How skin whiteners work

There are two main types of skin whitening product: one works by suppressing melanin production in the body, the other works by sluicing off dead skin cells, revealing the supple, lighter layer beneath.


Melanin production can be lowered by applying topical cremes and lotions or through ingesting medication and, to a lesser extent, various types of food and herbs. Most skin-lightening treatments which aim to reduce melanin do so by inhibiting tyrosinase, a copper containing enzyme. This is often done through applying or ingesting a mix of hydroquinone, arbutin (which is found naturally in the leaves of mulberries, blueberries, and cranberries), Kojic acid (a byproduct of sake production), Azelaic acid, Vitamin C, and a host of other substances.  But mercury generally has a better effect.


Mercury has been used as a skin lightener for many years all around the world. Though banned in many countries it continues being added to skin whitening products, particularly those manufactured and sold in China. Back in 2000, 36 skin whitening creams were tested by researchers at a Hong Kong hospital. Eight of these creams were found to of have mercury levels that exceeded the U.S. Food and Drug Administration safety limits, with two having levels between 9,000 and 65,000 times this amount. All of the cremes that contained mercury were manufactured in China and Taiwan, which lead to researchers to conclude that many other skin whitening creams in these countries more than likely also contained high amounts of this toxin.


When one of the researchers phoned one of the suppliers of a toxic skin whitening cream, the representative was infamously recorded as stating,  “What is wrong with a little mercury in the cream, as long as it can make ladies beautiful.”


The irony of this is the fact that mercury can accumulate in the skin, and eventually have a darkening effect if continuously applied over an extended period of time.


The second method of lightening skin is done by removing the top layer of skin, which is where most of the melanin is contained. So by removing this dead layer a person can make their complexion a little more fair. This is often done through the use of alpha-hydoxy acids, which are applied topically and used to scrub away the dead, melanin rich skin cells. Cryosurgery, which uses liquid nitrogen to destroy the top layer of skin and cause the skin to regenerate, is another method of melanin removal. Lasers can also be used.


白富美 White, Rich, and Beautiful

Living and traveling in China is to be brought face to face with the fact that skin tone is a major factor in determining beauty, class, and status. Though there are no hard coded rules here, social preferences err towards individuals with light skin, and the culture’s ingrained outlook that white = rich and dark = poor is continuously self-fulfilled.

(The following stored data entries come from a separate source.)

//! Capability policy for the script sandbox
//!
//! The sandbox starts from a bare V8 global object. Everything not named
//! here (plus the host surface the sandbox installs itself) is deleted
//! before user code runs.

use serde::{Deserialize, Serialize};
use std::collections::BTreeSet;

/// Language built-ins a snippet may keep
const LANGUAGE_GLOBALS: &[&str] = &[
    "globalThis",
    "undefined",
    "NaN",
    "Infinity",
    "Object",
    "Function",
    "Array",
    "Number",
    "Boolean",
    "String",
    "Symbol",
    "BigInt",
    "Math",
    "Date",
    "RegExp",
    "JSON",
    "Promise",
    "Map",
    "Set",
    "WeakMap",
    "WeakSet",
    "WeakRef",
    "Reflect",
    "Proxy",
    "Intl",
    "Error",
    "TypeError",
    "RangeError",
    "SyntaxError",
    "ReferenceError",
    "EvalError",
    "URIError",
    "AggregateError",
    "parseInt",
    "parseFloat",
    "isNaN",
    "isFinite",
    "encodeURI",
    "encodeURIComponent",
    "decodeURI",
    "decodeURIComponent",
    "ArrayBuffer",
    "DataView",
    "Int8Array",
    "Uint8Array",
    "Uint8ClampedArray",
    "Int16Array",
    "Uint16Array",
    "Int32Array",
    "Uint32Array",
    "Float32Array",
    "Float64Array",
    "BigInt64Array",
    "BigUint64Array",
    "queueMicrotask",
];

/// Which globals survive sandbox bootstrap
#[derive(Debug, Clone, PartialEq, Eq, Serialize, Deserialize)]
pub struct CapabilityPolicy {
    allowed_globals: BTreeSet<String>,
}

impl Default for CapabilityPolicy {
    fn default() -> Self {
        Self {
            allowed_globals: LANGUAGE_GLOBALS.iter().map(|name| name.to_string()).collect(),
        }
    }
}

impl CapabilityPolicy {
    /// Keep an extra global, e.g. one provided by a custom extension
    pub fn allow_global(mut self, name: impl Into<String>) -> Self {
        self.allowed_globals.insert(name.into());
        self
    }

    pub fn allows(&self, name: &str) -> bool {
        self.allowed_globals.contains(name)
    }

    pub fn allowed_globals(&self) -> impl Iterator<Item = &str> {
        self.allowed_globals.iter().map(String::as_str)
    }
}
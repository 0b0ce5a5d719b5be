mod commands;

use anyhow::Result;
use clap::{Parser, Subcommand};
use std::path::PathBuf;

#[derive(Parser)]
#[command(name = "workbench")]
#[command(about = "Run JavaScript snippets and preview HTML/CSS")]
#[command(version)]
pub struct Cli {
    /// Engine configuration file (TOML)
    #[arg(short, long, global = true)]
    pub config: Option<PathBuf>,

    /// Verbose logging
    #[arg(short, long, global = true)]
    pub verbose: bool,

    #[command(subcommand)]
    pub command: Commands,
}

#[derive(Subcommand)]
pub enum Commands {
    /// Execute files in order within one session
    Run {
        /// Files to execute; markup and style compose across files
        #[arg(required = true)]
        files: Vec<PathBuf>,

        /// Declared language for every file (default: from the file extension)
        #[arg(short, long)]
        lang: Option<String>,

        /// Session name
        #[arg(short, long, default_value = "cli")]
        session: String,

        /// Print each result as a JSON line
        #[arg(long)]
        json: bool,

        /// Write the last rendered document here instead of stdout
        #[arg(short, long)]
        out: Option<PathBuf>,
    },
    /// Print the detected language of each file
    Classify {
        #[arg(required = true)]
        files: Vec<PathBuf>,
    },
}

#[tokio::main]
async fn main() -> Result<()> {
    let cli = Cli::parse();
    init_logging(cli.verbose);

    match cli.command {
        Commands::Run {
            files,
            lang,
            session,
            json,
            out,
        } => {
            let config = commands::load_config(cli.config.as_deref())?;
            let options = commands::RunOptions {
                lang,
                session,
                json,
                out,
            };
            commands::execute_run(config, &files, &options).await
        }
        Commands::Classify { files } => commands::execute_classify(&files),
    }
}

fn init_logging(verbose: bool) {
    let log_level = if verbose { "debug" } else { "warn" };

    tracing_subscriber::fmt()
        .with_writer(std::io::stderr)
        .with_env_filter(
            tracing_subscriber::EnvFilter::try_from_default_env().unwrap_or_else(|_| {
                tracing_subscriber::EnvFilter::new(format!(
                    "workbench_engine={},workbench={}",
                    log_level, log_level
                ))
            }),
        )
        .init();
}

It was reported in the NY Times that two thirds of men in Hong Kong prefer fairer skinned women, while half the women who participated in the survey stated that they want their men whiter.

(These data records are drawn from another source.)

//! Language detection and declared/detected reconciliation

use crate::error::{EngineError, Result};
use regex::Regex;
use serde::{Deserialize, Serialize};
use std::fmt;
use std::sync::OnceLock;

/// Number of leading lines inspected by [`classify`]
const SCAN_LINES: usize = 10;

/// Languages the engine can execute or preview
#[derive(Debug, Clone, Copy, PartialEq, Eq, Hash, Serialize, Deserialize)]
pub enum Language {
    #[serde(rename = "javascript")]
    Script,
    #[serde(rename = "html")]
    Markup,
    #[serde(rename = "css")]
    Style,
}

impl Language {
    pub fn as_str(self) -> &'static str {
        match self {
            Language::Script => "javascript",
            Language::Markup => "html",
            Language::Style => "css",
        }
    }
}

impl fmt::Display for Language {
    fn fmt(&self, f: &mut fmt::Formatter<'_>) -> fmt::Result {
        f.write_str(self.as_str())
    }
}

/// Language tag supplied by the caller
#[derive(Debug, Clone, PartialEq, Eq, Serialize, Deserialize)]
#[serde(from = "String", into = "String")]
pub enum DeclaredLanguage {
    Supported(Language),
    Other(String),
}

impl DeclaredLanguage {
    /// Parse a free-form editor language tag
    pub fn parse(tag: &str) -> Self {
        let tag = tag.trim().to_ascii_lowercase();
        match tag.as_str() {
            "javascript" | "js" | "mjs" | "cjs" | "jsx" | "script" => {
                DeclaredLanguage::Supported(Language::Script)
            }
            "html" | "htm" | "xhtml" | "markup" => DeclaredLanguage::Supported(Language::Markup),
            "css" | "style" => DeclaredLanguage::Supported(Language::Style),
            _ => DeclaredLanguage::Other(tag),
        }
    }

    pub fn supported(&self) -> Option<Language> {
        match self {
            DeclaredLanguage::Supported(language) => Some(*language),
            DeclaredLanguage::Other(_) => None,
        }
    }
}

impl From<String> for DeclaredLanguage {
    fn from(tag: String) -> Self {
        DeclaredLanguage::parse(&tag)
    }
}

impl From<DeclaredLanguage> for String {
    fn from(declared: DeclaredLanguage) -> Self {
        declared.to_string()
    }
}

impl fmt::Display for DeclaredLanguage {
    fn fmt(&self, f: &mut fmt::Formatter<'_>) -> fmt::Result {
        match self {
            DeclaredLanguage::Supported(language) => write!(f, "{}", language),
            DeclaredLanguage::Other(tag) => f.write_str(tag),
        }
    }
}

/// Best guess about what a snippet is written in
#[derive(Debug, Clone, PartialEq, Eq)]
pub enum Classification {
    Script,
    Markup,
    Style,
    OtherLanguage(String),
    Unknown,
}

impl Classification {
    pub fn language(&self) -> Option<Language> {
        match self {
            Classification::Script => Some(Language::Script),
            Classification::Markup => Some(Language::Markup),
            Classification::Style => Some(Language::Style),
            Classification::OtherLanguage(_) | Classification::Unknown => None,
        }
    }
}

impl fmt::Display for Classification {
    fn fmt(&self, f: &mut fmt::Formatter<'_>) -> fmt::Result {
        match self {
            Classification::Script => f.write_str("javascript"),
            Classification::Markup => f.write_str("html"),
            Classification::Style => f.write_str("css"),
            Classification::OtherLanguage(name) => f.write_str(name),
            Classification::Unknown => f.write_str("unknown"),
        }
    }
}

fn cached(slot: &'static OnceLock<Regex>, pattern: &str) -> &'static Regex {
    slot.get_or_init(|| Regex::new(pattern).expect("classifier patterns are valid"))
}

fn script_patterns() -> [&'static Regex; 6] {
    static FUNCTION: OnceLock<Regex> = OnceLock::new();
    static BINDING: OnceLock<Regex> = OnceLock::new();
    static IMPORT_FROM: OnceLock<Regex> = OnceLock::new();
    static EXPORT: OnceLock<Regex> = OnceLock::new();
    static ARROW: OnceLock<Regex> = OnceLock::new();
    static CLASS: OnceLock<Regex> = OnceLock::new();
    [
        cached(&FUNCTION, r"\bfunction\b"),
        cached(&BINDING, r"\b(?:const|let)\s+[A-Za-z_$\[{]"),
        cached(&IMPORT_FROM, r"(?m)^\s*import\s.+\sfrom\s"),
        cached(&EXPORT, r"(?m)^\s*export\s"),
        cached(&ARROW, r"=>"),
        cached(&CLASS, r"\bclass\s+[A-Za-z_$][\w$]*(?:\s+extends\s+[\w$.]+)?\s*\{"),
    ]
}

fn style_patterns() -> [&'static Regex; 4] {
    static RULE_BLOCK: OnceLock<Regex> = OnceLock::new();
    static LENGTH_UNIT: OnceLock<Regex> = OnceLock::new();
    static MEDIA: OnceLock<Regex> = OnceLock::new();
    static CLASS_SELECTOR: OnceLock<Regex> = OnceLock::new();
    [
        cached(&RULE_BLOCK, r"\{[^{}]*\}"),
        cached(&LENGTH_UNIT, r"\d(?:px|em|rem)\b"),
        cached(&MEDIA, r"@media\b"),
        cached(&CLASS_SELECTOR, r"(?m)^\s*\.[A-Za-z_-][\w-]*[^{\n]*\{"),
    ]
}

fn other_script_patterns() -> [&'static Regex; 4] {
    static DEF: OnceLock<Regex> = OnceLock::new();
    static BARE_IMPORT: OnceLock<Regex> = OnceLock::new();
    static PRINT: OnceLock<Regex> = OnceLock::new();
    static MAIN_GUARD: OnceLock<Regex> = OnceLock::new();
    [
        cached(&DEF, r"(?m)^\s*def\s"),
        cached(&BARE_IMPORT, r"(?m)^\s*(?:import\s+[\w.]+(?:\s+as\s+\w+)?(?:\s*,\s*[\w.]+)*\s*$|from\s+[\w.]+\s+import\s)"),
        cached(&PRINT, r"\bprint\("),
        cached(&MAIN_GUARD, r#"__name__\s*==\s*['"]__main__['"]"#),
    ]
}

/// Classify `code` by looking at its first lines. Pure and deterministic.
pub fn classify(code: &str) -> Classification {
    let head: String = code.lines().take(SCAN_LINES).collect::<Vec<_>>().join("\n");

    if script_patterns().iter().any(|re| re.is_match(&head)) {
        return Classification::Script;
    }

    let lowered = head.to_ascii_lowercase();
    if lowered.contains("<html") || lowered.contains("<!doctype html") || has_matched_tag_pair(&lowered) {
        return Classification::Markup;
    }

    let [rule_block, length_unit, media, class_selector] = style_patterns();
    if (rule_block.is_match(&head) && length_unit.is_match(&head))
        || media.is_match(&head)
        || class_selector.is_match(&head)
    {
        return Classification::Style;
    }

    if other_script_patterns().iter().any(|re| re.is_match(&head)) {
        return Classification::OtherLanguage("python".to_string());
    }

    Classification::Unknown
}

/// True when an opening tag is later closed by the same tag name (`<p>..</p>`).
fn has_matched_tag_pair(lowered: &str) -> bool {
    static OPEN_TAG: OnceLock<Regex> = OnceLock::new();
    let open_tag = cached(&OPEN_TAG, r"<([a-z][a-z0-9-]*)(?:\s[^<>]*)?>");

    open_tag.captures_iter(lowered).any(|caps| {
        let (Some(whole), Some(name)) = (caps.get(0), caps.get(1)) else {
            return false;
        };
        lowered[whole.end()..].contains(&format!("</{}>", name.as_str()))
    })
}

/// Outcome of reconciling the declared language with the detected one
#[derive(Debug, Clone, PartialEq, Eq)]
pub struct Resolution {
    pub language: Language,
    pub detected: Classification,
    /// Set when declared and detected disagree
    pub warning: Option<String>,
}

/// Decide which pipeline runs a request.
///
/// A supported declared language always wins; an unsupported one is replaced
/// by a supported detection. Fails only when neither side is executable.
pub fn reconcile(declared: &DeclaredLanguage, code: &str) -> Result<Resolution> {
    let detected = classify(code);

    match (declared.supported(), detected.language()) {
        (Some(language), detected_language) => {
            let warning = match (&detected, detected_language) {
                (_, Some(found)) if found != language => Some(mismatch(declared, &detected)),
                (Classification::OtherLanguage(_), None) => Some(mismatch(declared, &detected)),
                _ => None,
            };
            Ok(Resolution {
                language,
                detected,
                warning,
            })
        }
        (None, Some(found)) => Ok(Resolution {
            language: found,
            warning: Some(format!(
                "Declared language '{}' is not executable; running as detected {}",
                declared, found
            )),
            detected,
        }),
        (None, None) => Err(EngineError::UnsupportedLanguage {
            declared: declared.to_string(),
        }),
    }
}

fn mismatch(declared: &DeclaredLanguage, detected: &Classification) -> String {
    format!(
        "Declared language '{}' but the code looks like {}",
        declared, detected
    )
}

/// Script that touches the DOM gets an interactive preview instead of a headless run.
pub fn is_dom_oriented(code: &str) -> bool {
    const DOM_IDIOMS: [&str; 4] = [
        "getElementById",
        "addEventListener",
        "querySelector",
        "createElement",
    ];
    DOM_IDIOMS.iter().any(|idiom| code.contains(idiom))
}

Social ascension based on qualities of physical attractiveness is not something that is rare in any country in this world, and a culture’s “attractive” genes are ever being pooled upwards.


China is a country that is now obsessed with wealth, power, social ascension, opportunity, and beauty. This entire packaged is often wrapped up in a single symbol:


White skin.


I bluntly questioned a young Chinese woman about her culture’s white skin obsession. “Why do you want white skin?” I asked her.


She deferred to the translating program on her mobile phone, and after punching a few buttons a satisfied look crept over her face. She handed the device to me, and on it was written:


“White skin removes all ugliness.” (一白遮百丑).